Dr Lin Li Ow won the UGSA travel scholarship award, while Dr Nevine te West won the best oral abstract presentation for ‘Quantitative mass spectrophotometry oestriol serum levels in new and chronic users of vaginal oestriol cream’.

It is virtually impossible to highlight every presentation from such a great scientific conference; we apologise for any omissions in this short review. This meeting was the result of tremendous work and contribution from the local organising committee together with UGSA scientific committee members. We would also like to acknowledge the significant role of our sponsors who are part of our society and make these meetings possible. We hope to see you at next year’s UGSA ASM in Victoria, Australia.


  1. Miller JM, Brandon C, Jacobson JA, et al. MRI Findings in Patients Considered High Risk for Pelvic Floor Injury Studied Serially Post Vaginal Childbirth.

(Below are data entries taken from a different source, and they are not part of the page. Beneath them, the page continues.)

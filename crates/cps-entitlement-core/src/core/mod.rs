// crates/cps-entitlement-core/src/core/mod.rs
// ============================================================================
// Module: Entitlement Core Types
// Description: Tiers, features, limits, and the entitlement sum type.
// Purpose: Group the pure data model used by sessions and storage.
// Dependencies: serde, thiserror
// ============================================================================

//! ## Overview
//! Pure, storage-agnostic entitlement types. Nothing here performs I/O.

// ============================================================================
// SECTION: Modules
// ============================================================================

pub mod entitlement;
pub mod feature;
pub mod identifiers;
pub mod limits;
pub mod plan;
pub mod tier;

// ============================================================================
// SECTION: Re-Exports
// ============================================================================

pub use entitlement::Entitlement;
pub use entitlement::QuotaDecision;
pub use entitlement::QuotaMetric;
pub use feature::Feature;
pub use feature::FeatureTableError;
pub use feature::UnknownFeature;
pub use feature::validate_feature_table;
pub use identifiers::UserId;
pub use limits::Limit;
pub use plan::CapabilitySnapshot;
pub use plan::PlanSummary;
pub use tier::Tier;
pub use tier::UnknownTier;
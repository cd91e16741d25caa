// crates/cps-entitlement-core/src/core/feature.rs
// ============================================================================
// Module: Feature Table
// Description: Closed feature enumeration with per-feature tier inclusion lists.
// Purpose: Map each gated feature to the tiers that unlock it.
// Dependencies: crate::core::tier, serde, thiserror
// ============================================================================

//! ## Overview
//! Every gated capability is a [`Feature`] variant. Each variant carries an
//! explicit list of the tiers that include it rather than a minimum rank, so
//! the lists of adjacent tiers must stay consistent with one another.
//! [`validate_feature_table`] checks that consistency and runs whenever a
//! session is opened.

// ============================================================================
// SECTION: Imports
// ============================================================================

use std::fmt;
use std::str::FromStr;

use serde::Deserialize;
use serde::Serialize;
use thiserror::Error;

use crate::core::tier::Tier;

// ============================================================================
// SECTION: Feature
// ============================================================================

/// Gated product feature.
///
/// # Invariants
/// - Serialized names are stable snake_case identifiers used by callers.
#[derive(Debug, Clone, Copy, PartialEq, Eq, Hash, PartialOrd, Ord, Serialize, Deserialize)]
#[serde(rename_all = "snake_case")]
pub enum Feature {
    /// Core document analysis.
    BasicAnalysis,
    /// Condensed list of detected violations.
    ViolationSummary,
    /// Community discussion forum.
    CommunityForum,
    /// Export of analysis reports as PDF.
    PdfExport,
    /// Chronological case timeline view.
    CaseTimeline,
    /// AI paralegal assistant.
    AiParalegal,
    /// Cross-document analytics dashboards.
    AdvancedAnalytics,
    /// Legal research lookups.
    LegalResearch,
    /// Managing several client cases from one account.
    MultiClient,
    /// Court filing templates.
    CourtFilingTemplates,
    /// Team seats and role management.
    TeamManagement,
    /// Programmatic API access.
    ApiAccess,
    /// White-label branding.
    WhiteLabel,
}

impl Feature {
    /// Every feature, in declaration order.
    pub const ALL: [Self; 13] = [
        Self::BasicAnalysis,
        Self::ViolationSummary,
        Self::CommunityForum,
        Self::PdfExport,
        Self::CaseTimeline,
        Self::AiParalegal,
        Self::AdvancedAnalytics,
        Self::LegalResearch,
        Self::MultiClient,
        Self::CourtFilingTemplates,
        Self::TeamManagement,
        Self::ApiAccess,
        Self::WhiteLabel,
    ];

    /// Returns the stable feature name.
    #[must_use]
    pub const fn as_str(self) -> &'static str {
        match self {
            Self::BasicAnalysis => "basic_analysis",
            Self::ViolationSummary => "violation_summary",
            Self::CommunityForum => "community_forum",
            Self::PdfExport => "pdf_export",
            Self::CaseTimeline => "case_timeline",
            Self::AiParalegal => "ai_paralegal",
            Self::AdvancedAnalytics => "advanced_analytics",
            Self::LegalResearch => "legal_research",
            Self::MultiClient => "multi_client",
            Self::CourtFilingTemplates => "court_filing_templates",
            Self::TeamManagement => "team_management",
            Self::ApiAccess => "api_access",
            Self::WhiteLabel => "white_label",
        }
    }

    /// Returns the tiers that include this feature.
    #[must_use]
    pub const fn tiers(self) -> &'static [Tier] {
        match self {
            Self::BasicAnalysis | Self::ViolationSummary => &[
                Tier::Free,
                Tier::Essential,
                Tier::Professional,
                Tier::Attorney,
                Tier::Enterprise,
            ],
            Self::CommunityForum | Self::PdfExport | Self::CaseTimeline => {
                &[Tier::Essential, Tier::Professional, Tier::Attorney, Tier::Enterprise]
            }
            Self::AiParalegal | Self::AdvancedAnalytics | Self::LegalResearch => {
                &[Tier::Professional, Tier::Attorney, Tier::Enterprise]
            }
            Self::MultiClient | Self::CourtFilingTemplates => &[Tier::Attorney, Tier::Enterprise],
            Self::TeamManagement | Self::ApiAccess | Self::WhiteLabel => &[Tier::Enterprise],
        }
    }

    /// Returns true when `tier` is in this feature's inclusion list.
    #[must_use]
    pub fn is_included_in(self, tier: Tier) -> bool {
        self.tiers().contains(&tier)
    }

    /// Returns every feature included in `tier`.
    #[must_use]
    pub fn included_in(tier: Tier) -> Vec<Self> {
        Self::ALL.into_iter().filter(|feature| feature.is_included_in(tier)).collect()
    }
}

impl fmt::Display for Feature {
    fn fmt(&self, f: &mut fmt::Formatter<'_>) -> fmt::Result {
        f.write_str(self.as_str())
    }
}

/// Error returned when a string does not name a known feature.
#[derive(Debug, Clone, PartialEq, Eq, Error)]
#[error("unknown feature: {0}")]
pub struct UnknownFeature(pub String);

impl FromStr for Feature {
    type Err = UnknownFeature;

    fn from_str(value: &str) -> Result<Self, Self::Err> {
        Self::ALL
            .into_iter()
            .find(|feature| feature.as_str() == value)
            .ok_or_else(|| UnknownFeature(value.to_string()))
    }
}

// ============================================================================
// SECTION: Table Validation
// ============================================================================

/// Feature table consistency errors.
#[derive(Debug, Clone, PartialEq, Eq, Error)]
pub enum FeatureTableError {
    /// A feature is not granted to any tier.
    #[error("feature {0} has an empty tier list")]
    Empty(Feature),
    /// A feature lists the same tier twice.
    #[error("feature {feature} lists tier {tier} more than once")]
    Duplicate {
        /// Offending feature.
        feature: Feature,
        /// Repeated tier.
        tier: Tier,
    },
    /// A feature skips a tier above its lowest granted tier.
    #[error("feature {feature} is granted below tier {missing} but not to it")]
    Gap {
        /// Offending feature.
        feature: Feature,
        /// Tier missing from the inclusion list.
        missing: Tier,
    },
}

/// Verifies that every inclusion list is non-empty, duplicate-free, and
/// upward-closed (which implies it contains [`Tier::MAX`]).
///
/// # Errors
///
/// Returns [`FeatureTableError`] describing the first inconsistency found.
pub fn validate_feature_table() -> Result<(), FeatureTableError> {
    for feature in Feature::ALL {
        let tiers = feature.tiers();
        let Some(lowest) = tiers.iter().min().copied() else {
            return Err(FeatureTableError::Empty(feature));
        };
        for (index, tier) in tiers.iter().enumerate() {
            if tiers[index + 1 ..].contains(tier) {
                return Err(FeatureTableError::Duplicate {
                    feature,
                    tier: *tier,
                });
            }
        }
        if let Some(missing) =
            Tier::ALL.into_iter().filter(|tier| *tier >= lowest).find(|tier| !tiers.contains(tier))
        {
            return Err(FeatureTableError::Gap {
                feature,
                missing,
            });
        }
    }
    Ok(())
}

// ============================================================================
// SECTION: Tests
// ============================================================================

#[cfg(test)]
mod tests {
    use super::Feature;
    use super::Tier;
    use super::validate_feature_table;

    #[test]
    fn shipped_table_is_consistent() {
        assert_eq!(validate_feature_table(), Ok(()));
    }

    #[test]
    fn every_feature_reaches_max_tier() {
        for feature in Feature::ALL {
            assert!(feature.is_included_in(Tier::MAX), "{feature} missing enterprise");
        }
    }

    #[test]
    fn names_round_trip_through_from_str() {
        for feature in Feature::ALL {
            assert_eq!(feature.as_str().parse::<Feature>(), Ok(feature));
        }
        assert!("AI_PARALEGAL".parse::<Feature>().is_err());
    }
}
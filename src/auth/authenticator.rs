//! Request authentication with the rolling daily token

use super::types::{AuthConfig, API_DATE_FORMAT};
use chrono::{Local, NaiveDate};
use reqwest::RequestBuilder;
use sha2::{Digest, Sha256};

/// Compute the rolling token of `secret` for a given date
pub fn rolling_token(secret: &str, date: NaiveDate) -> String {
    let mut hasher = Sha256::new();
    hasher.update(secret.as_bytes());
    hasher.update(format_api_date(date).as_bytes());
    hex::encode(hasher.finalize())
}

/// Compute the rolling token of `secret` for today's local date
pub fn current_token(secret: &str) -> String {
    rolling_token(secret, Local::now().date_naive())
}

/// Check a token presented at the inbound boundary against today's token
pub fn validate_token(provided: &str, secret: &str) -> bool {
    !provided.is_empty() && provided == current_token(secret)
}

/// Format a date the way the remote API expects it (`dd/MM/yyyy`)
pub fn format_api_date(date: NaiveDate) -> String {
    date.format(API_DATE_FORMAT).to_string()
}

/// Applies authentication to outgoing requests
#[derive(Debug, Clone, Default)]
pub struct Authenticator {
    config: AuthConfig,
}

impl Authenticator {
    /// Create a new authenticator
    pub fn new(config: AuthConfig) -> Self {
        Self { config }
    }

    /// Get the auth config
    pub fn config(&self) -> &AuthConfig {
        &self.config
    }

    /// Apply authentication using today's token
    pub fn apply(&self, req: RequestBuilder) -> RequestBuilder {
        self.apply_for_date(req, Local::now().date_naive())
    }

    /// Apply authentication using the token for `date`
    pub fn apply_for_date(&self, req: RequestBuilder, date: NaiveDate) -> RequestBuilder {
        let mut req = req;

        if let Some((name, value)) = &self.config.static_header {
            req = req.header(name.as_str(), value.as_str());
        }

        if let Some(token) = &self.config.token {
            req = req.header(
                token.header_name.as_str(),
                rolling_token(&token.secret, date),
            );
        }

        for (key, value) in &self.config.headers {
            req = req.header(key.as_str(), value.as_str());
        }

        if let Some((username, password)) = &self.config.basic {
            req = req.basic_auth(username, password.as_ref());
        }

        req
    }
}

AJR Am J Roentgenol. 2010 Sep;195(3):786-791.
  2. DeLancey J, Morgan DM, Fenner DE, et al. Comparison of levator ani muscle defects and function in women with and without pelvic organ prolapse. Obstet Gynecol. 2007 Feb;109(2 Pt 1):295-302.
  3. KL Shek, HP Dietz, Intrapartum risk factors for levator trauma, BJOG. 2010 Nov;117(12):1485-1492.
  4. Memon HU, Blomquist JL, Dietz HP, et al. Comparison of levator ani muscle avulsion injury after forceps-assisted and vacuum-assisted vaginal childbirth. Obstet Gynecol. 2015 May;125(5):1080-7.
  5. Trutnovsky G, Kamisan Atan I, Martin A, Dietz HP. Delivery mode and pelvic organ prolapse: a retrospective observational study. BJOG. 2015 Oct 5 [Epub ahead of print].
  6. Wilson D, Dornan J, Milsom I, Freeman R. UR-CHOICE: can we provide mothers-to-be with information about the risk of future pelvic floor dysfunction? Int Urogynecol J. 2016;27:511-512.
  7. MacArthur C, Glazener C, Lancashire R, et al. Exclusive caesarean section delivery and subsequent urinary and faecal incontinence: a 12-year longitudinal study. BJOG. 2011 Jul;118(8):1001-7.
  8. Gyhagen M, Bullarbo M, Nielsen TF, Milsom I. Prevalence and risk factors for pelvic organ prolapse 20 years after childbirth: a national cohort study in singleton primiparae after vaginal or caesarean delivery. BJOG. 2013 Jan;120(2):152-60.
  9. Gyhagen M, Bullarbo M, Nielsen TF, Milsom I. The prevalence of urinary incontinence 20 years after childbirth: a national cohort study in singleton primiparae after vaginal or caesarean delivery. BJOG. 2013 Jan;120(2):144-51.
  10. Barone WR, Moalli PA, Abramowitch SD.Textile properties of synthetic prolapse mesh in response to uniaxial loading. Am J Obstet Gynecol. 2016 Mar 18 [Epub ahead of print].
  11. Brown BN, Mani D, Nolfi AL, et al. Characterization of the host inflammatory response following implantation of prolapse mesh in rhesus macaque. Am J Obstet Gynecol. 2015 Nov;213(5):668.e1-10.
  12. Liang R, Abramowitch S, Knight K, et al. Vaginal degeneration following implantation of synthetic mesh with increased stiffness. BJOG. 2013 Jan;120(2):233-43.